Assigned task: All of the records must be repeated exactly.

------ Input data

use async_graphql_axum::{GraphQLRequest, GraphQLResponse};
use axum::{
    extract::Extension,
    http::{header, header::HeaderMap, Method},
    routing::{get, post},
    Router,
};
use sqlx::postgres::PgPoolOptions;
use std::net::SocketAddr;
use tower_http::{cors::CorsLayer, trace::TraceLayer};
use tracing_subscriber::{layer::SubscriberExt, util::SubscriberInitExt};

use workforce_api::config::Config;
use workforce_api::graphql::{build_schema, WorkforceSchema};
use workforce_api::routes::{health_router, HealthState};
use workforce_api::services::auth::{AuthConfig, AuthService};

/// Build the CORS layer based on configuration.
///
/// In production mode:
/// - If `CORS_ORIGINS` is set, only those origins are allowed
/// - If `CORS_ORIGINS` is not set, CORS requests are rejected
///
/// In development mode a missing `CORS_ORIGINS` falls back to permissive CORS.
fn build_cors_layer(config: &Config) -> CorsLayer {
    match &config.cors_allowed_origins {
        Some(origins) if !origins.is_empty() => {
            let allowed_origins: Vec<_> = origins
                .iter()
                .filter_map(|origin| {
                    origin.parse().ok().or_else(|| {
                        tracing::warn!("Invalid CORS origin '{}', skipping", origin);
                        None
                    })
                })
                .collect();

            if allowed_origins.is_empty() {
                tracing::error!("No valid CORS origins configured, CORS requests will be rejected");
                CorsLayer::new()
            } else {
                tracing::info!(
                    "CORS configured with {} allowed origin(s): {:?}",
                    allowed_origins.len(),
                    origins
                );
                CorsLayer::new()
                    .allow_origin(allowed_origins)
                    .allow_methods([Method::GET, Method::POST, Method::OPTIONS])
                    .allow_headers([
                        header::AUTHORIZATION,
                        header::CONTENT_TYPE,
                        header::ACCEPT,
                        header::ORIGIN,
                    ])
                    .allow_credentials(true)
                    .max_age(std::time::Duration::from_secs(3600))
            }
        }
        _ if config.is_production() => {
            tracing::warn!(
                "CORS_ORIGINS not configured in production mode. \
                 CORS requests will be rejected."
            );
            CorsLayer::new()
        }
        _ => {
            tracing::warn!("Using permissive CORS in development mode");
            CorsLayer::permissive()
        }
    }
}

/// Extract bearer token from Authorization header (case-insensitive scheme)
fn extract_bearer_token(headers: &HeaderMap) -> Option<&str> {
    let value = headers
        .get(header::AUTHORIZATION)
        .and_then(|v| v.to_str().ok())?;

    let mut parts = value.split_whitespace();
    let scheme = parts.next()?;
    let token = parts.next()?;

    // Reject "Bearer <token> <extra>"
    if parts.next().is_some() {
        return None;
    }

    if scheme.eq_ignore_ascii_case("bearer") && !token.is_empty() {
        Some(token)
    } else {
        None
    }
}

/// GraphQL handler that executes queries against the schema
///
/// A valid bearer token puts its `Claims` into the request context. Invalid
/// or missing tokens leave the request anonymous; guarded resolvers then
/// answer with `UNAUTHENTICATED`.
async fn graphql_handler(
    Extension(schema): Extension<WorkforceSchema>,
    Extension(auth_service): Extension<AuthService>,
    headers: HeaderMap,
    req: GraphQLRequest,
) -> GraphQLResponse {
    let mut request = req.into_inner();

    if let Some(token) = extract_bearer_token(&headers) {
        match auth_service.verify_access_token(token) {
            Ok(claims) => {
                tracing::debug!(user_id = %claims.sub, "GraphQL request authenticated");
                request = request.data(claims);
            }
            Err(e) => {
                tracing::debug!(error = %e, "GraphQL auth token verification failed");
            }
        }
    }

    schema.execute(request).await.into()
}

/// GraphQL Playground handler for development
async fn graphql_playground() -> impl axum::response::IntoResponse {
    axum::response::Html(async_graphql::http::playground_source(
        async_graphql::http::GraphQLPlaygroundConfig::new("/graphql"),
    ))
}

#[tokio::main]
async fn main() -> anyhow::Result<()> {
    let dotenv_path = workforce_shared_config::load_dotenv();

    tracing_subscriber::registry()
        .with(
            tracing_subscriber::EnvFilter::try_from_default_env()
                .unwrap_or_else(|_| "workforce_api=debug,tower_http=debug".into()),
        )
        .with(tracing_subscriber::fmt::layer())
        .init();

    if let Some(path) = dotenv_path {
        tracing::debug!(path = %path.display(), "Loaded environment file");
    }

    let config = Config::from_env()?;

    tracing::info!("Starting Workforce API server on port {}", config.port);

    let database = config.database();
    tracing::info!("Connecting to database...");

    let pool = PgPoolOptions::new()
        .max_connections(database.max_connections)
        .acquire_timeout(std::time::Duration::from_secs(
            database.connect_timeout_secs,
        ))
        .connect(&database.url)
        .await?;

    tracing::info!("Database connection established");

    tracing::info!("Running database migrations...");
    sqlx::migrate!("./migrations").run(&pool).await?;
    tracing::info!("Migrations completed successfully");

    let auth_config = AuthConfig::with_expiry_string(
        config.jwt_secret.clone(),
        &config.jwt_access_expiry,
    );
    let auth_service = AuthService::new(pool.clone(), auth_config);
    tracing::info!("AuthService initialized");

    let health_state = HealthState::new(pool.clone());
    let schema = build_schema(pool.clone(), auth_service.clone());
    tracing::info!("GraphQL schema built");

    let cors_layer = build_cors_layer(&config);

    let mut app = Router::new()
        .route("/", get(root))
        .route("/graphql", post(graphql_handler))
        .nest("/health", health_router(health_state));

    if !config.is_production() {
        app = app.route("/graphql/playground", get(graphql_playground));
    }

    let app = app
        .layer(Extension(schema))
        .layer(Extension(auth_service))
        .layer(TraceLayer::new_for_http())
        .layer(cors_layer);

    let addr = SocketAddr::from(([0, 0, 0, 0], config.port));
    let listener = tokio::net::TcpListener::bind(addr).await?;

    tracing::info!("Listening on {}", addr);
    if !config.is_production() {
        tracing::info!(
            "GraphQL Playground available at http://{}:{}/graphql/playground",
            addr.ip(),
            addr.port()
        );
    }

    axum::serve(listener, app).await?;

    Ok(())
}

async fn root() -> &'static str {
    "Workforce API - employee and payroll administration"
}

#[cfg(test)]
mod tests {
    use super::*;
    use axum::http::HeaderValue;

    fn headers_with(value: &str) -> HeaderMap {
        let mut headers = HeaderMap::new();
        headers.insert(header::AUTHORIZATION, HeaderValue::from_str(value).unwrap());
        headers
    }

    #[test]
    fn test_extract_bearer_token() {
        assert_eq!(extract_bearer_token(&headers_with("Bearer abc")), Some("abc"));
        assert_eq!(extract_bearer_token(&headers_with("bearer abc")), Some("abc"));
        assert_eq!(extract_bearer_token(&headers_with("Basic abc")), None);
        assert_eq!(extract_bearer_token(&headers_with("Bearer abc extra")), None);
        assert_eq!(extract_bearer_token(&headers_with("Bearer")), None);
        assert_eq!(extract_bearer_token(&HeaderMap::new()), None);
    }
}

------------

Solved problem:
use async_graphql_axum::{GraphQLRequest, GraphQLResponse};
use axum::{
    extract::Extension,
    http::{header, header::HeaderMap, Method},
    routing::{get, post},
    Router,
};
use sqlx::postgres::PgPoolOptions;
use std::net::SocketAddr;
use tower_http::{cors::CorsLayer, trace::TraceLayer};
use tracing_subscriber::{layer::SubscriberExt, util::SubscriberInitExt};

use workforce_api::config::Config;
use workforce_api::graphql::{build_schema, WorkforceSchema};
use workforce_api::routes::{health_router, HealthState};
use workforce_api::services::auth::{AuthConfig, AuthService};

/// Build the CORS layer based on configuration.
///
/// In production mode:
/// - If `CORS_ORIGINS` is set, only those origins are allowed
/// - If `CORS_ORIGINS` is not set, CORS requests are rejected
///
/// In development mode a missing `CORS_ORIGINS` falls back to permissive CORS.
fn build_cors_layer(config: &Config) -> CorsLayer {
    match &config.cors_allowed_origins {
        Some(origins) if !origins.is_empty() => {
            let allowed_origins: Vec<_> = origins
                .iter()
                .filter_map(|origin| {
                    origin.parse().ok().or_else(|| {
                        tracing::warn!("Invalid CORS origin '{}', skipping", origin);
                        None
                    })
                })
                .collect();

            if allowed_origins.is_empty() {
                tracing::error!("No valid CORS origins configured, CORS requests will be rejected");
                CorsLayer::new()
            } else {
                tracing::info!(
                    "CORS configured with {} allowed origin(s): {:?}",
                    allowed_origins.len(),
                    origins
                );
                CorsLayer::new()
                    .allow_origin(allowed_origins)
                    .allow_methods([Method::GET, Method::POST, Method::OPTIONS])
                    .allow_headers([
                        header::AUTHORIZATION,
                        header::CONTENT_TYPE,
                        header::ACCEPT,
                        header::ORIGIN,
                    ])
                    .allow_credentials(true)
                    .max_age(std::time::Duration::from_secs(3600))
            }
        }
        _ if config.is_production() => {
            tracing::warn!(
                "CORS_ORIGINS not configured in production mode. \
                 CORS requests will be rejected."
            );
            CorsLayer::new()
        }
        _ => {
            tracing::warn!("Using permissive CORS in development mode");
            CorsLayer::permissive()
        }
    }
}

/// Extract bearer token from Authorization header (case-insensitive scheme)
fn extract_bearer_token(headers: &HeaderMap) -> Option<&str> {
    let value = headers
        .get(header::AUTHORIZATION)
        .and_then(|v| v.to_str().ok())?;

    let mut parts = value.split_whitespace();
    let scheme = parts.next()?;
    let token = parts.next()?;

    // Reject "Bearer <token> <extra>"
    if parts.next().is_some() {
        return None;
    }

    if scheme.eq_ignore_ascii_case("bearer") && !token.is_empty() {
        Some(token)
    } else {
        None
    }
}

/// GraphQL handler that executes queries against the schema
///
/// A valid bearer token puts its `Claims` into the request context. Invalid
/// or missing tokens leave the request anonymous; guarded resolvers then
/// answer with `UNAUTHENTICATED`.
async fn graphql_handler(
    Extension(schema): Extension<WorkforceSchema>,
    Extension(auth_service): Extension<AuthService>,
    headers: HeaderMap,
    req: GraphQLRequest,
) -> GraphQLResponse {
    let mut request = req.into_inner();

    if let Some(token) = extract_bearer_token(&headers) {
        match auth_service.verify_access_token(token) {
            Ok(claims) => {
                tracing::debug!(user_id = %claims.sub, "GraphQL request authenticated");
                request = request.data(claims);
            }
            Err(e) => {
                tracing::debug!(error = %e, "GraphQL auth token verification failed");
            }
        }
    }

    schema.execute(request).await.into()
}

/// GraphQL Playground handler for development
async fn graphql_playground() -> impl axum::response::IntoResponse {
    axum::response::Html(async_graphql::http::playground_source(
        async_graphql::http::GraphQLPlaygroundConfig::new("/graphql"),
    ))
}

#[tokio::main]
async fn main() -> anyhow::Result<()> {
    let dotenv_path = workforce_shared_config::load_dotenv();

    tracing_subscriber::registry()
        .with(
            tracing_subscriber::EnvFilter::try_from_default_env()
                .unwrap_or_else(|_| "workforce_api=debug,tower_http=debug".into()),
        )
        .with(tracing_subscriber::fmt::layer())
        .init();

    if let Some(path) = dotenv_path {
        tracing::debug!(path = %path.display(), "Loaded environment file");
    }

    let config = Config::from_env()?;

    tracing::info!("Starting Workforce API server on port {}", config.port);

    let database = config.database();
    tracing::info!("Connecting to database...");

    let pool = PgPoolOptions::new()
        .max_connections(database.max_connections)
        .acquire_timeout(std::time::Duration::from_secs(
            database.connect_timeout_secs,
        ))
        .connect(&database.url)
        .await?;

    tracing::info!("Database connection established");

    tracing::info!("Running database migrations...");
    sqlx::migrate!("./migrations").run(&pool).await?;
    tracing::info!("Migrations completed successfully");

    let auth_config = AuthConfig::with_expiry_string(
        config.jwt_secret.clone(),
        &config.jwt_access_expiry,
    );
    let auth_service = AuthService::new(pool.clone(), auth_config);
    tracing::info!("AuthService initialized");

    let health_state = HealthState::new(pool.clone());
    let schema = build_schema(pool.clone(), auth_service.clone());
    tracing::info!("GraphQL schema built");

    let cors_layer = build_cors_layer(&config);

    let mut app = Router::new()
        .route("/", get(root))
        .route("/graphql", post(graphql_handler))
        .nest("/health", health_router(health_state));

    if !config.is_production() {
        app = app.route("/graphql/playground", get(graphql_playground));
    }

    let app = app
        .layer(Extension(schema))
        .layer(Extension(auth_service))
        .layer(TraceLayer::new_for_http())
        .layer(cors_layer);

    let addr = SocketAddr::from(([0, 0, 0, 0], config.port));
    let listener = tokio::net::TcpListener::bind(addr).await?;

    tracing::info!("Listening on {}", addr);
    if !config.is_production() {
        tracing::info!(
            "GraphQL Playground available at http://{}:{}/graphql/playground",
            addr.ip(),
            addr.port()
        );
    }

    axum::serve(listener, app).await?;

    Ok(())
}

async fn root() -> &'static str {
    "Workforce API - employee and payroll administration"
}

#[cfg(test)]
mod tests {
    use super::*;
    use axum::http::HeaderValue;

    fn headers_with(value: &str) -> HeaderMap {
        let mut headers = HeaderMap::new();
        headers.insert(header::AUTHORIZATION, HeaderValue::from_str(value).unwrap());
        headers
    }

    #[test]
    fn test_extract_bearer_token() {
        assert_eq!(extract_bearer_token(&headers_with("Bearer abc")), Some("abc"));
        assert_eq!(extract_bearer_token(&headers_with("bearer abc")), Some("abc"));
        assert_eq!(extract_bearer_token(&headers_with("Basic abc")), None);
        assert_eq!(extract_bearer_token(&headers_with("Bearer abc extra")), None);
        assert_eq!(extract_bearer_token(&headers_with("Bearer")), None);
        assert_eq!(extract_bearer_token(&HeaderMap::new()), None);
    }
}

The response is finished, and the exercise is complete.